"It's a fine idea," said Mr. Pedagog, "and one worthy of your mammoth intellect. It couldn't possibly cost more than a million of dollars to erect such a hotel, could it?"

"No," said the Idiot. "And that is cheap alongside some of the hotels they are putting up nowadays."

"It could be built on less than four hundred acres of ground, too, I presume?" said the Bibliomaniac, with a wink at the Doctor.

"Certainly," said the Idiot, meekly.

"And if anybody fell sick in one of the rooms," said the Doctor, "and needed a change of air, you could have a tower over each, I suppose, so that the room could be elevated high enough to secure the different quality in the ether?"

"Undoubtedly," said the Idiot. "Although that would add materially to the expense.
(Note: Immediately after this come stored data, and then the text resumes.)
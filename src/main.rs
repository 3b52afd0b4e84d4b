use clap::{Parser, Subcommand};
use std::path::PathBuf;
use tally::cli::{self, AnalyzeOptions, OutputFormat};
use tally::error::TallyResult;

#[derive(Parser)]
#[command(name = "tally")]
#[command(about = "CSV column profiler: filter, sort, summarize, and plot from the terminal.")]
#[command(long_about = "Tally - CSV summary statistics without a spreadsheet

COMMANDS:
  analyze    - Filter/sort rows and compute per-column statistics
  columns    - List the header columns of a CSV file
  histogram  - Render terminal histograms for numeric columns
  watch      - Re-run the analysis whenever the file changes

EXAMPLES:
  tally analyze sales.csv --columns amount,qty
  tally analyze sales.csv --filter-column region --filter-value east \\
      --sort-column date --date-column date
  tally histogram sales.csv --columns amount --bins 20
  tally watch sales.csv --date-column date")]
#[command(version)]
struct Cli {
    #[command(subcommand)]
    command: Commands,
}

#[derive(Subcommand)]
enum Commands {
    #[command(long_about = "Compute summary statistics for the selected columns.

Rows are filtered first (exact string match, both --filter-column and
--filter-value required for the filter to apply), then stably sorted by
the --sort-column string value. A selected column counts as numeric when
its value in the FIRST surviving row parses as a number; rows that fail
to parse after that are skipped with a warning.

Per numeric column: count, average, minimum, maximum, median, mode
(or 'No mode' when the most frequent value is not unique), and sample
standard deviation. With --date-column, the oldest and newest YYYY-MM-DD
dates are reported; other date formats are rejected per row.

EXAMPLES:
  tally analyze sales.csv
  tally analyze sales.csv --columns amount --filter-column region --filter-value east
  tally analyze sales.csv --date-column date --format json")]
    /// Compute per-column summary statistics
    Analyze {
        /// Path to CSV file (first row is the header)
        file: PathBuf,

        /// Column to filter on (requires --filter-value)
        #[arg(long)]
        filter_column: Option<String>,

        /// Exact value rows must match in the filter column
        #[arg(long)]
        filter_value: Option<String>,

        /// Column to sort rows by (lexicographic string order)
        #[arg(long)]
        sort_column: Option<String>,

        /// Column holding YYYY-MM-DD dates for oldest/newest reporting
        #[arg(long)]
        date_column: Option<String>,

        /// Comma-separated columns to analyze (default: all columns)
        #[arg(short, long, value_delimiter = ',')]
        columns: Option<Vec<String>>,

        /// Output format
        #[arg(long, value_enum, default_value = "table")]
        format: OutputFormat,

        /// Show verbose progress
        #[arg(short, long)]
        verbose: bool,
    },

    /// List header columns with their positions
    Columns {
        /// Path to CSV file
        file: PathBuf,
    },

    #[command(long_about = "Render terminal histograms for numeric columns.

Histograms use the whole file (no filtering or sorting) and are strict
about input: a column qualifies only when every row's value parses as a
number. Bins are equal-width over [min, max]; the last bin is
right-inclusive.

EXAMPLES:
  tally histogram sales.csv
  tally histogram sales.csv --columns amount,qty --bins 20")]
    /// Render terminal histograms for numeric columns
    Histogram {
        /// Path to CSV file
        file: PathBuf,

        /// Comma-separated columns to plot (default: all columns)
        #[arg(short, long, value_delimiter = ',')]
        columns: Option<Vec<String>>,

        /// Number of equal-width bins
        #[arg(short, long, default_value_t = tally::core::histogram::DEFAULT_BINS)]
        bins: usize,
    },

    #[command(long_about = "Watch a CSV file and re-run the analysis on every change.

Monitors the file's directory with a debounce so editor save sequences
trigger a single run. All analyze flags apply to each run.

Press Ctrl+C to stop watching.")]
    /// Re-run the analysis whenever the file changes
    Watch {
        /// Path to CSV file to watch
        file: PathBuf,

        /// Column to filter on (requires --filter-value)
        #[arg(long)]
        filter_column: Option<String>,

        /// Exact value rows must match in the filter column
        #[arg(long)]
        filter_value: Option<String>,

        /// Column to sort rows by (lexicographic string order)
        #[arg(long)]
        sort_column: Option<String>,

        /// Column holding YYYY-MM-DD dates for oldest/newest reporting
        #[arg(long)]
        date_column: Option<String>,

        /// Comma-separated columns to analyze (default: all columns)
        #[arg(short, long, value_delimiter = ',')]
        columns: Option<Vec<String>>,

        /// Show verbose progress
        #[arg(short, long)]
        verbose: bool,
    },
}

fn main() -> TallyResult<()> {
    tracing_subscriber::fmt()
        .with_env_filter(
            tracing_subscriber::EnvFilter::try_from_default_env()
                .unwrap_or_else(|_| "tally=warn".into()),
        )
        .with_writer(std::io::stderr)
        .init();

    let cli = Cli::parse();

    match cli.command {
        Commands::Analyze {
            file,
            filter_column,
            filter_value,
            sort_column,
            date_column,
            columns,
            format,
            verbose,
        } => cli::analyze(
            file,
            AnalyzeOptions {
                filter_column,
                filter_value,
                sort_column,
                date_column,
                columns,
                format,
                verbose,
            },
        ),

        Commands::Columns { file } => cli::columns(file),

        Commands::Histogram {
            file,
            columns,
            bins,
        } => cli::histogram(file, columns, bins),

        Commands::Watch {
            file,
            filter_column,
            filter_value,
            sort_column,
            date_column,
            columns,
            verbose,
        } => cli::watch(
            file,
            AnalyzeOptions {
                filter_column,
                filter_value,
                sort_column,
                date_column,
                columns,
                format: OutputFormat::Table,
                verbose,
            },
        ),
    }
}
A scarlet-fever patient, however, in a hotel like that could very easily be isolated from the rest of the house by the maintenance of what might be called the hospital floor."

"Superb!" said the Doctor. "I wonder you haven't spoken to some architectural friend about it."

"I have," said the Idiot. "You must remember that young fellow with a black mustache I had here to dinner last Saturday night."

"Yes, I remember him," said the Doctor. "Is he an architect?"

"He is—and a good one. He can take a brown-stone dwelling and turn it into a colonial mansion with a pot of yellow paint. He's a wonder. I submitted the idea to him."